Work item — Where does the string "SoundClass" occur in the records below? Copy every line that holds it.

# # #

//! 글자 → 소리 분류기
//!
//! 출력되는 글자 하나를 보고 어떤 블립 소리를 낼지 분류합니다.
//! 숫자는 한국어 발음의 주 모음, 한글 음절은 중성, 영문은 모음 글자를 기준으로 합니다.

use std::collections::HashMap;
use std::sync::LazyLock;
use unicode_general_category::{get_general_category, GeneralCategory};

use super::unicode::jungseong_index;

/// 모음 계열 소리 분류
#[derive(Debug, Clone, Copy, PartialEq, Eq, Hash)]
pub enum PhoneticClass {
    A,
    E,
    I,
    O,
    U,
    /// 분류 불가 모음 (ㅘ, ㅢ 등)
    Default,
}

/// 구두점 소리 분류 (화자와 무관한 전역 소리)
#[derive(Debug, Clone, Copy, PartialEq, Eq, Hash)]
pub enum PunctuationClass {
    /// 마침표, 쉼표, 세미콜론, 콜론
    Stop,
    Question,
    Exclamation,
    DefaultPunctuation,
}

/// 글자 분류 결과
#[derive(Debug, Clone, Copy, PartialEq, Eq, Hash)]
pub enum SoundClass {
    /// 화자의 SoundBank에서 찾는 소리
    Phonetic(PhoneticClass),
    /// 전역 PunctuationSoundTable에서 찾는 소리
    Punctuation(PunctuationClass),
}

/// 숫자 0~9의 한국어 발음 기준 모음
/// 영(ㅕ→O) 일 이 삼 사 오 육 칠 팔 구
pub const DIGIT_CLASSES: [PhoneticClass; 10] = [
    PhoneticClass::O, // 0 영
    PhoneticClass::I, // 1 일
    PhoneticClass::I, // 2 이
    PhoneticClass::A, // 3 삼
    PhoneticClass::A, // 4 사
    PhoneticClass::O, // 5 오
    PhoneticClass::U, // 6 육
    PhoneticClass::I, // 7 칠
    PhoneticClass::A, // 8 팔
    PhoneticClass::U, // 9 구
];

/// 중성 인덱스(0~20) → 소리 분류
#[rustfmt::skip]
pub const JUNGSEONG_CLASSES: [PhoneticClass; 21] = [
    PhoneticClass::A,       // 0  ㅏ
    PhoneticClass::A,       // 1  ㅐ
    PhoneticClass::A,       // 2  ㅑ
    PhoneticClass::A,       // 3  ㅒ
    PhoneticClass::E,       // 4  ㅓ
    PhoneticClass::E,       // 5  ㅔ
    PhoneticClass::E,       // 6  ㅕ
    PhoneticClass::E,       // 7  ㅖ
    PhoneticClass::O,       // 8  ㅗ
    PhoneticClass::Default, // 9  ㅘ
    PhoneticClass::Default, // 10 ㅙ
    PhoneticClass::Default, // 11 ㅚ
    PhoneticClass::O,       // 12 ㅛ
    PhoneticClass::U,       // 13 ㅜ
    PhoneticClass::Default, // 14 ㅝ
    PhoneticClass::Default, // 15 ㅞ
    PhoneticClass::Default, // 16 ㅟ
    PhoneticClass::U,       // 17 ㅠ
    PhoneticClass::U,       // 18 ㅡ
    PhoneticClass::Default, // 19 ㅢ
    PhoneticClass::I,       // 20 ㅣ
];

/// 구두점 → 분류 (여기 없는 구두점은 DefaultPunctuation)
static PUNCTUATION_CLASSES: LazyLock<HashMap<char, PunctuationClass>> = LazyLock::new(|| {
    let mut map = HashMap::new();
    for c in ['.', ',', ';', ':', '。', '、', '，'] {
        map.insert(c, PunctuationClass::Stop);
    }
    for c in ['?', '？'] {
        map.insert(c, PunctuationClass::Question);
    }
    for c in ['!', '！'] {
        map.insert(c, PunctuationClass::Exclamation);
    }
    map
});

/// 라틴 문자 블록 (Basic Latin ~ Latin Extended-B, Latin Extended Additional 등)
const LATIN_RANGES: &[(char, char)] = &[
    ('A', 'Z'),
    ('a', 'z'),
    ('\u{00C0}', '\u{024F}'),
    ('\u{1E00}', '\u{1EFF}'),
    ('\u{2C60}', '\u{2C7F}'),
    ('\u{A720}', '\u{A7FF}'),
    ('\u{FF21}', '\u{FF3A}'),
    ('\u{FF41}', '\u{FF5A}'),
];

/// 숫자 분류
pub fn classify_digit(c: char) -> Option<PhoneticClass> {
    c.to_digit(10).map(|d| DIGIT_CLASSES[d as usize])
}

/// 한글 음절 분류 (중성 기준)
pub fn classify_hangul(c: char) -> Option<PhoneticClass> {
    jungseong_index(c).map(|jung| JUNGSEONG_CLASSES[jung as usize])
}

/// 라틴 문자 여부 (×, ÷ 같은 기호 제외)
pub fn is_latin_letter(c: char) -> bool {
    c.is_alphabetic() && LATIN_RANGES.iter().any(|&(lo, hi)| (lo..=hi).contains(&c))
}

/// 영문 분류 - 대소문자 무시, 모음 외 글자는 모두 U
pub fn classify_latin(c: char) -> Option<PhoneticClass> {
    if !is_latin_letter(c) {
        return None;
    }
    let class = match c.to_lowercase().next().unwrap_or(c) {
        'a' | 'ａ' => PhoneticClass::A,
        'e' | 'ｅ' => PhoneticClass::E,
        'i' | 'ｉ' => PhoneticClass::I,
        'o' | 'ｏ' => PhoneticClass::O,
        'u' | 'ｕ' => PhoneticClass::U,
        _ => PhoneticClass::U,
    };
    Some(class)
}

/// 구두점 여부 (유니코드 P* 범주, 물결표 포함)
pub fn is_punctuation(c: char) -> bool {
    if c == '~' {
        return true;
    }
    matches!(
        get_general_category(c),
        GeneralCategory::ConnectorPunctuation
            | GeneralCategory::DashPunctuation
            | GeneralCategory::OpenPunctuation
            | GeneralCategory::ClosePunctuation
            | GeneralCategory::InitialPunctuation
            | GeneralCategory::FinalPunctuation
            | GeneralCategory::OtherPunctuation
    )
}

/// 구두점 분류
pub fn classify_punctuation(c: char) -> Option<PunctuationClass> {
    if !is_punctuation(c) {
        return None;
    }
    Some(
        PUNCTUATION_CLASSES
            .get(&c)
            .copied()
            .unwrap_or(PunctuationClass::DefaultPunctuation),
    )
}

/// 글자 하나를 소리 분류로 변환
/// 반환: 소리를 낼 필요가 없는 글자(공백, 제어 문자, 기타 기호)는 None
pub fn classify(c: char) -> Option<SoundClass> {
    classify_digit(c)
        .or_else(|| classify_hangul(c))
        .or_else(|| classify_latin(c))
        .map(SoundClass::Phonetic)
        .or_else(|| classify_punctuation(c).map(SoundClass::Punctuation))
}

#[cfg(test)]
mod tests {
    use super::*;
    use crate::core::unicode::compose_syllable;

    fn phonetic(c: char) -> Option<PhoneticClass> {
        match classify(c) {
            Some(SoundClass::Phonetic(class)) => Some(class),
            _ => None,
        }
    }

    fn punctuation(c: char) -> Option<PunctuationClass> {
        match classify(c) {
            Some(SoundClass::Punctuation(class)) => Some(class),
            _ => None,
        }
    }

    #[test]
    fn test_digit_table() {
        let expected = [
            ('0', PhoneticClass::O),
            ('1', PhoneticClass::I),
            ('2', PhoneticClass::I),
            ('3', PhoneticClass::A),
            ('4', PhoneticClass::A),
            ('5', PhoneticClass::O),
            ('6', PhoneticClass::U),
            ('7', PhoneticClass::I),
            ('8', PhoneticClass::A),
            ('9', PhoneticClass::U),
        ];
        for (c, class) in expected {
            assert_eq!(phonetic(c), Some(class), "digit {}", c);
        }
    }

    #[test]
    fn test_hangul_spot_check() {
        assert_eq!(phonetic('가'), Some(PhoneticClass::A)); // ㅏ
        assert_eq!(phonetic('너'), Some(PhoneticClass::E)); // ㅓ
        assert_eq!(phonetic('네'), Some(PhoneticClass::E)); // ㅔ
        assert_eq!(phonetic('모'), Some(PhoneticClass::O)); // ㅗ
        assert_eq!(phonetic('수'), Some(PhoneticClass::U)); // ㅜ
        assert_eq!(phonetic('미'), Some(PhoneticClass::I)); // ㅣ
        assert_eq!(phonetic('요'), Some(PhoneticClass::O)); // ㅛ
        assert_eq!(phonetic('글'), Some(PhoneticClass::U)); // ㅡ + 종성
    }

    #[test]
    fn test_hangul_compound_vowels_use_default() {
        assert_eq!(phonetic('와'), Some(PhoneticClass::Default)); // ㅘ
        assert_eq!(phonetic('워'), Some(PhoneticClass::Default)); // ㅝ
        assert_eq!(phonetic('의'), Some(PhoneticClass::Default)); // ㅢ
        assert_eq!(phonetic('위'), Some(PhoneticClass::Default)); // ㅟ
    }

    #[test]
    fn test_hangul_class_ignores_choseong_and_jongseong() {
        for jung in 0..21 {
            let expected = JUNGSEONG_CLASSES[jung as usize];
            for cho in [0, 9, 18] {
                for jong in [0, 4, 27] {
                    let c = compose_syllable(cho, jung, jong).unwrap();
                    assert_eq!(phonetic(c), Some(expected), "{}", c);
                }
            }
        }
    }

    #[test]
    fn test_latin_vowels_case_insensitive() {
        for (lower, class) in [
            ('a', PhoneticClass::A),
            ('e', PhoneticClass::E),
            ('i', PhoneticClass::I),
            ('o', PhoneticClass::O),
            ('u', PhoneticClass::U),
        ] {
            assert_eq!(phonetic(lower), Some(class));
            assert_eq!(phonetic(lower.to_ascii_uppercase()), Some(class));
        }
    }

    #[test]
    fn test_latin_consonants_map_to_u() {
        for c in ('a'..='z').chain('A'..='Z') {
            if "aeiouAEIOU".contains(c) {
                continue;
            }
            assert_eq!(phonetic(c), Some(PhoneticClass::U), "consonant {}", c);
        }
    }

    #[test]
    fn test_punctuation_table() {
        for c in ['.', ',', ';', ':'] {
            assert_eq!(punctuation(c), Some(PunctuationClass::Stop));
        }
        assert_eq!(punctuation('?'), Some(PunctuationClass::Question));
        assert_eq!(punctuation('!'), Some(PunctuationClass::Exclamation));
        for c in ['~', '-', '"', '\'', '(', ')', '[', ']', '{', '}', '…', '「'] {
            assert_eq!(punctuation(c), Some(PunctuationClass::DefaultPunctuation), "{}", c);
        }
    }

    #[test]
    fn test_unclassified_characters() {
        assert_eq!(classify(' '), None);
        assert_eq!(classify('\n'), None);
        assert_eq!(classify('\t'), None);
        assert_eq!(classify('ㅋ'), None); // 호환용 자모
        assert_eq!(classify('★'), None);
        assert_eq!(classify('Я'), None); // 라틴 문자 아님
    }

    #[test]
    fn test_classify_is_deterministic() {
        for c in "안녕하세요, Tom! 123?".chars() {
            assert_eq!(classify(c), classify(c));
        }
    }

    #[test]
    fn test_non_ascii_latin_letters() {
        for c in ['é', 'É', 'ñ', 'ö', 'ß', 'ç'] {
            assert_eq!(phonetic(c), Some(PhoneticClass::U), "{}", c);
        }
        assert_eq!(phonetic('Ａ'), Some(PhoneticClass::A)); // 전각
        assert_eq!(phonetic('ｏ'), Some(PhoneticClass::O));
        assert_eq!(classify('×'), None);
        assert_eq!(classify('÷'), None);
    }

    #[test]
    fn test_unicode_punctuation_uses_default() {
        for c in ['¿', '¡', '«', '»', '※', '…', '「', '』', '—', '_', '@', '#', '%', '&', '*'] {
            assert_eq!(punctuation(c), Some(PunctuationClass::DefaultPunctuation), "{}", c);
        }
        assert_eq!(punctuation('。'), Some(PunctuationClass::Stop));
        assert_eq!(punctuation('？'), Some(PunctuationClass::Question));
        assert_eq!(punctuation('！'), Some(PunctuationClass::Exclamation));
    }

    #[test]
    fn test_symbols_are_not_punctuation() {
        for c in ['$', '+', '=', '<', '>', '|', '^', '`', '₩', '©'] {
            assert_eq!(classify(c), None, "{}", c);
        }
    }
}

# # #

Reply —
pub enum SoundClass {
pub fn classify(c: char) -> Option<SoundClass> {
        .map(SoundClass::Phonetic)
        .or_else(|| classify_punctuation(c).map(SoundClass::Punctuation))
            Some(SoundClass::Phonetic(class)) => Some(class),
            Some(SoundClass::Punctuation(class)) => Some(class),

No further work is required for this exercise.